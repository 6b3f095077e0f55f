// Copyright (c) 2026 Bountyy Oy. All rights reserved.
// This software is proprietary and confidential.

//! Element handles

use std::collections::HashMap;
use std::sync::Arc;

use super::node::{NodeData, NodeId, NodeType, Tree};
use super::selector::Selector;
use crate::error::Result;

/// Read-only handle to an element of a parsed document
#[derive(Debug, Clone)]
pub struct Element {
    tree: Arc<Tree>,
    id: NodeId,
}

impl Element {
    /// Create a handle if `id` refers to an element
    pub(crate) fn from_id(tree: Arc<Tree>, id: NodeId) -> Option<Self> {
        if tree.get(id).node_type == NodeType::Element {
            Some(Self { tree, id })
        } else {
            None
        }
    }

    pub(crate) fn data(&self) -> &NodeData {
        self.tree.get(self.id)
    }

    pub(crate) fn tree(&self) -> &Arc<Tree> {
        &self.tree
    }

    /// Arena id of this element
    pub fn node_id(&self) -> NodeId {
        self.id
    }

    /// Get the tag name (uppercase)
    pub fn tag_name(&self) -> String {
        self.local_name().to_uppercase()
    }

    /// Get local name (lowercase)
    pub fn local_name(&self) -> &str {
        self.data().tag_name.as_deref().unwrap_or_default()
    }

    /// Get element ID
    pub fn id(&self) -> Option<String> {
        self.get_attribute("id")
    }

    /// Get class list as vector
    pub fn class_list(&self) -> Vec<String> {
        self.data()
            .attribute("class")
            .map(|c| c.split_whitespace().map(String::from).collect())
            .unwrap_or_default()
    }

    /// Check if element has a class
    pub fn has_class(&self, class: &str) -> bool {
        self.class_list().iter().any(|c| c == class)
    }

    /// Get an attribute
    pub fn get_attribute(&self, name: &str) -> Option<String> {
        self.data().attribute(name).map(String::from)
    }

    /// Get an attribute, or an empty string
    pub fn attr_or_empty(&self, name: &str) -> String {
        self.get_attribute(name).unwrap_or_default()
    }

    /// Check if has attribute
    pub fn has_attribute(&self, name: &str) -> bool {
        self.data().attribute(name).is_some()
    }

    /// Get all attributes
    pub fn attributes(&self) -> HashMap<String, String> {
        self.data().attributes.iter().cloned().collect()
    }

    /// Get text content
    pub fn text_content(&self) -> String {
        self.tree.text_content(self.id)
    }

    /// Get inner HTML
    pub fn inner_html(&self) -> String {
        self.tree.inner_html(self.id)
    }

    /// Get outer HTML
    pub fn outer_html(&self) -> String {
        self.tree.outer_html(self.id)
    }

    /// Get parent element
    pub fn parent_element(&self) -> Option<Element> {
        self.data()
            .parent
            .and_then(|id| Element::from_id(self.tree.clone(), id))
    }

    /// Get child elements (only element nodes)
    pub fn children(&self) -> Vec<Element> {
        self.data()
            .children
            .iter()
            .filter_map(|&id| Element::from_id(self.tree.clone(), id))
            .collect()
    }

    /// Get previous sibling element
    pub fn previous_element_sibling(&self) -> Option<Element> {
        self.sibling_elements().0
    }

    /// Get next sibling element
    pub fn next_element_sibling(&self) -> Option<Element> {
        self.sibling_elements().1
    }

    fn sibling_elements(&self) -> (Option<Element>, Option<Element>) {
        let Some(parent) = self.data().parent else {
            return (None, None);
        };
        let siblings: Vec<NodeId> = self
            .tree
            .get(parent)
            .children
            .iter()
            .copied()
            .filter(|&id| self.tree.get(id).node_type == NodeType::Element)
            .collect();
        let Some(pos) = siblings.iter().position(|&id| id == self.id) else {
            return (None, None);
        };
        let prev = pos
            .checked_sub(1)
            .and_then(|p| Element::from_id(self.tree.clone(), siblings[p]));
        let next = siblings
            .get(pos + 1)
            .and_then(|&id| Element::from_id(self.tree.clone(), id));
        (prev, next)
    }

    /// Query selector - first matching descendant
    pub fn query_selector(&self, selector: &str) -> Result<Option<Element>> {
        let sel = Selector::parse(selector)?;
        Ok(self.descendants().find(|e| sel.matches(e)))
    }

    /// Query selector all - every matching descendant in document order
    pub fn query_selector_all(&self, selector: &str) -> Result<Vec<Element>> {
        let sel = Selector::parse(selector)?;
        Ok(self.descendants().filter(|e| sel.matches(e)).collect())
    }

    /// Descendant elements in document order, excluding self
    pub fn descendants(&self) -> impl Iterator<Item = Element> + '_ {
        let mut stack: Vec<NodeId> = self.data().children.iter().rev().copied().collect();
        std::iter::from_fn(move || {
            while let Some(id) = stack.pop() {
                let node = self.tree.get(id);
                stack.extend(node.children.iter().rev().copied());
                if node.node_type == NodeType::Element {
                    return Some(Element {
                        tree: self.tree.clone(),
                        id,
                    });
                }
            }
            None
        })
    }

    /// Check if element matches a selector
    pub fn matches(&self, selector: &str) -> Result<bool> {
        Ok(Selector::parse(selector)?.matches(self))
    }

    /// Get closest ancestor-or-self matching selector
    pub fn closest(&self, selector: &str) -> Result<Option<Element>> {
        let sel = Selector::parse(selector)?;
        let mut current = Some(self.clone());
        while let Some(elem) = current {
            if sel.matches(&elem) {
                return Ok(Some(elem));
            }
            current = elem.parent_element();
        }
        Ok(None)
    }

    /// Check if this element contains another
    pub fn contains(&self, other: &Element) -> bool {
        let mut current = other.parent_element();
        while let Some(parent) = current {
            if parent == *self {
                return true;
            }
            current = parent.parent_element();
        }
        false
    }

    /// Check if checkbox/radio is checked
    pub fn checked(&self) -> bool {
        self.has_attribute("checked")
    }

    /// Check if element is disabled
    pub fn disabled(&self) -> bool {
        self.has_attribute("disabled")
    }

    /// Get href for links
    pub fn href(&self) -> Option<String> {
        self.get_attribute("href")
    }

    /// Get src for images, scripts, etc.
    pub fn src(&self) -> Option<String> {
        self.get_attribute("src")
    }
}

impl PartialEq for Element {
    fn eq(&self, other: &Self) -> bool {
        self.id == other.id && Arc::ptr_eq(&self.tree, &other.tree)
    }
}

impl Eq for Element {}

#[cfg(test)]
mod tests {
    use crate::dom::parse_html;

    #[test]
    fn test_element_class_list() {
        let doc = parse_html("<div class=\"foo bar baz\">test</div>").unwrap();
        let div = doc.query_selector("div").unwrap().unwrap();
        let classes = div.class_list();
        assert_eq!(classes, vec!["foo", "bar", "baz"]);
        assert!(div.has_class("bar"));
    }

    #[test]
    fn test_closest_and_contains() {
        let doc = parse_html(
            "<form id='f'><fieldset><input name='q'></fieldset></form>",
        )
        .unwrap();
        let input = doc.query_selector("input").unwrap().unwrap();
        let form = input.closest("form").unwrap().unwrap();

        assert_eq!(form.id().as_deref(), Some("f"));
        assert!(form.contains(&input));
        assert!(!input.contains(&form));
    }

    #[test]
    fn test_siblings() {
        let doc = parse_html("<ul><li id='a'>1</li> <li id='b'>2</li></ul>").unwrap();
        let a = doc.query_selector("#a").unwrap().unwrap();
        let b = a.next_element_sibling().unwrap();

        assert_eq!(b.id().as_deref(), Some("b"));
        assert_eq!(b.previous_element_sibling(), Some(a));
        assert!(b.next_element_sibling().is_none());
    }
}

************

● **WORK INSTRUCTION**: Reproduce the entries exactly, starting at their first line and stopping after the line with "#[derive(Debug, Clone)]".

● **ANSWER SPACE**:
repository 6b3f095077e0f55f
// Copyright (c) 2026 Bountyy Oy. All rights reserved.
// This software is proprietary and confidential.

//! Element handles

use std::collections::HashMap;
use std::sync::Arc;

use super::node::{NodeData, NodeId, NodeType, Tree};
use super::selector::Selector;
use crate::error::Result;

/// Read-only handle to an element of a parsed document
#[derive(Debug, Clone)]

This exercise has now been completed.